-- ABOUT THIS EXERCISE --
Within this material, find every line where the string "Infallible" appears, and copy it out.

-- DATA FOR REVIEW --
■ ■ ■ ■
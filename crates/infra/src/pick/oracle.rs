//! Oracle 11g claim.
//!
//! 11g has no `FETCH FIRST` and rejects `FOR UPDATE` together with `ROWNUM`
//! ordering, so the claim runs as an anonymous block: an ordered
//! `FOR UPDATE SKIP LOCKED` cursor locks the first due row it can get, then
//! `UPDATE ... RETURNING INTO` advances it and hands the new values back
//! through out-binds. A NULL id out-bind means no row was claimed.

use std::convert::Infallible;
use std::sync::Arc;

use async_trait::async_trait;
use chrono::{DateTime, Utc};
use tracing::{Span, debug, instrument};

use dbqueue_core::{
    DatabaseDialect, PickTaskSettings, QueueLocation, QueueTableSchema, TaskRecord, TaskRetryType,
};

use super::{map_task_record, returned_columns};
use crate::dao::params::{PickTaskArgs, QUEUE_NAME, RETRY_INTERVAL};
use crate::dao::{QueueDaoError, QueuePickTaskDao};
use crate::database::{Database, OutParam, RowAccessor, RowMappingError, SqlType};
use crate::sql_cache::SqlCache;

fn out_bind(position: usize) -> String {
    format!("out_{position}")
}

/// Claim strategy built on a PL/SQL block with `SKIP LOCKED` cursor.
pub struct Oracle11QueuePickTaskDao<D> {
    database: Arc<D>,
    schema: Arc<QueueTableSchema>,
    pick_sql: SqlCache<(QueueLocation, TaskRetryType)>,
    outputs: Vec<OutParam>,
}

impl<D: Database> Oracle11QueuePickTaskDao<D> {
    pub fn new(database: Arc<D>, schema: Arc<QueueTableSchema>) -> Self {
        let outputs = out_params(&schema);
        Self {
            database,
            schema,
            pick_sql: SqlCache::new(),
            outputs,
        }
    }

    pub fn pick_task_sql(&self, location: &QueueLocation, retry_type: TaskRetryType) -> Arc<str> {
        let key = (location.clone(), retry_type);
        let Ok(sql) = self.pick_sql.get_or_try_insert(&key, || {
            let sql = render_pick(&self.schema, location, retry_type);
            debug!(%location, %retry_type, %sql, "rendered oracle claim");
            Ok::<_, Infallible>(Arc::from(sql))
        });
        sql
    }

    /// Out-binds of the claim block, one per returned column.
    pub fn out_params(&self) -> &[OutParam] {
        &self.outputs
    }
}

fn out_params(schema: &QueueTableSchema) -> Vec<OutParam> {
    let timestamps = [schema.created_at_field(), schema.next_process_at_field()];
    let integers = [
        schema.id_field(),
        schema.attempt_field(),
        schema.reenqueue_attempt_field(),
        schema.total_attempt_field(),
    ];
    returned_columns(schema)
        .into_iter()
        .enumerate()
        .map(|(position, column)| {
            let kind = if integers.contains(&column) {
                SqlType::BigInt
            } else if timestamps.contains(&column) {
                SqlType::Timestamp
            } else {
                SqlType::Text
            };
            OutParam::new(out_bind(position), kind)
        })
        .collect()
}

fn next_process_at(schema: &QueueTableSchema, retry_type: TaskRetryType) -> String {
    let attempt = schema.attempt_field();
    let factor = match retry_type {
        TaskRetryType::GeometricBackoff => format!("power(2, {attempt}) * "),
        TaskRetryType::ArithmeticBackoff => format!("(1 + ({attempt} * 2)) * "),
        TaskRetryType::LinearBackoff => String::new(),
    };
    format!("CURRENT_TIMESTAMP + {factor}:{RETRY_INTERVAL} * INTERVAL '1' SECOND")
}

pub(crate) fn render_pick(
    schema: &QueueTableSchema,
    location: &QueueLocation,
    retry_type: TaskRetryType,
) -> String {
    let columns = returned_columns(schema);
    let into = (0..columns.len())
        .map(|position| format!(":{}", out_bind(position)))
        .collect::<Vec<_>>()
        .join(", ");
    format!(
        "DECLARE rid ROWID; \
         CURSOR c IS SELECT rowid FROM {table} WHERE {queue_name} = :{QUEUE_NAME} \
         AND {next} <= CURRENT_TIMESTAMP ORDER BY {next} ASC FOR UPDATE SKIP LOCKED; \
         BEGIN OPEN c; FETCH c INTO rid; CLOSE c; \
         IF rid IS NOT NULL THEN \
         UPDATE {table} SET {next} = {backoff}, {attempt} = {attempt} + 1, {total} = {total} + 1 \
         WHERE rowid = rid RETURNING {returning} INTO {into}; \
         END IF; END;",
        table = location.table_name(),
        queue_name = schema.queue_name_field(),
        next = schema.next_process_at_field(),
        backoff = next_process_at(schema, retry_type),
        attempt = schema.attempt_field(),
        total = schema.total_attempt_field(),
        returning = columns.join(", "),
    )
}

/// Reads out-binds by the column they were returned from.
struct OutBindRow<'a> {
    columns: Vec<&'a str>,
    row: &'a dyn RowAccessor,
}

impl OutBindRow<'_> {
    fn bind_name(&self, column: &str) -> Result<String, RowMappingError> {
        self.columns
            .iter()
            .position(|c| *c == column)
            .map(out_bind)
            .ok_or_else(|| RowMappingError::MissingColumn(column.to_string()))
    }
}

impl RowAccessor for OutBindRow<'_> {
    fn get_opt_i64(&self, column: &str) -> Result<Option<i64>, RowMappingError> {
        self.row.get_opt_i64(&self.bind_name(column)?)
    }

    fn get_opt_string(&self, column: &str) -> Result<Option<String>, RowMappingError> {
        self.row.get_opt_string(&self.bind_name(column)?)
    }

    fn get_opt_timestamp(&self, column: &str) -> Result<Option<DateTime<Utc>>, RowMappingError> {
        self.row.get_opt_timestamp(&self.bind_name(column)?)
    }
}

#[async_trait]
impl<D: Database> QueuePickTaskDao for Oracle11QueuePickTaskDao<D> {
    fn dialect(&self) -> DatabaseDialect {
        DatabaseDialect::Oracle11g
    }

    #[instrument(
        skip(self, location, settings),
        fields(
            table = %location.table_name(),
            queue = %location.queue_id(),
            retry_type = %settings.retry_type,
            task_id = tracing::field::Empty
        ),
        err
    )]
    async fn pick_task(
        &self,
        location: &QueueLocation,
        settings: &PickTaskSettings,
    ) -> Result<Option<TaskRecord>, QueueDaoError> {
        let args = PickTaskArgs::new(location, settings);
        let sql = self.pick_task_sql(location, settings.retry_type);
        let schema = &*self.schema;
        let mapper = |row: &dyn RowAccessor| -> Result<Option<TaskRecord>, RowMappingError> {
            let out = OutBindRow {
                columns: returned_columns(schema),
                row,
            };
            match out.get_opt_i64(schema.id_field())? {
                None => Ok(None),
                Some(_) => map_task_record(schema, &out).map(Some),
            }
        };

        let task = self
            .database
            .call(&sql, &args.to_params(), &self.outputs, &mapper)
            .await?;
        if let Some(task) = &task {
            Span::current().record("task_id", task.id.value());
        }
        Ok(task)
    }
}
■ ■ ■ ■
-- ANSWER TO THE PROBLEM --
use std::convert::Infallible;
            Ok::<_, Infallible>(Arc::from(sql))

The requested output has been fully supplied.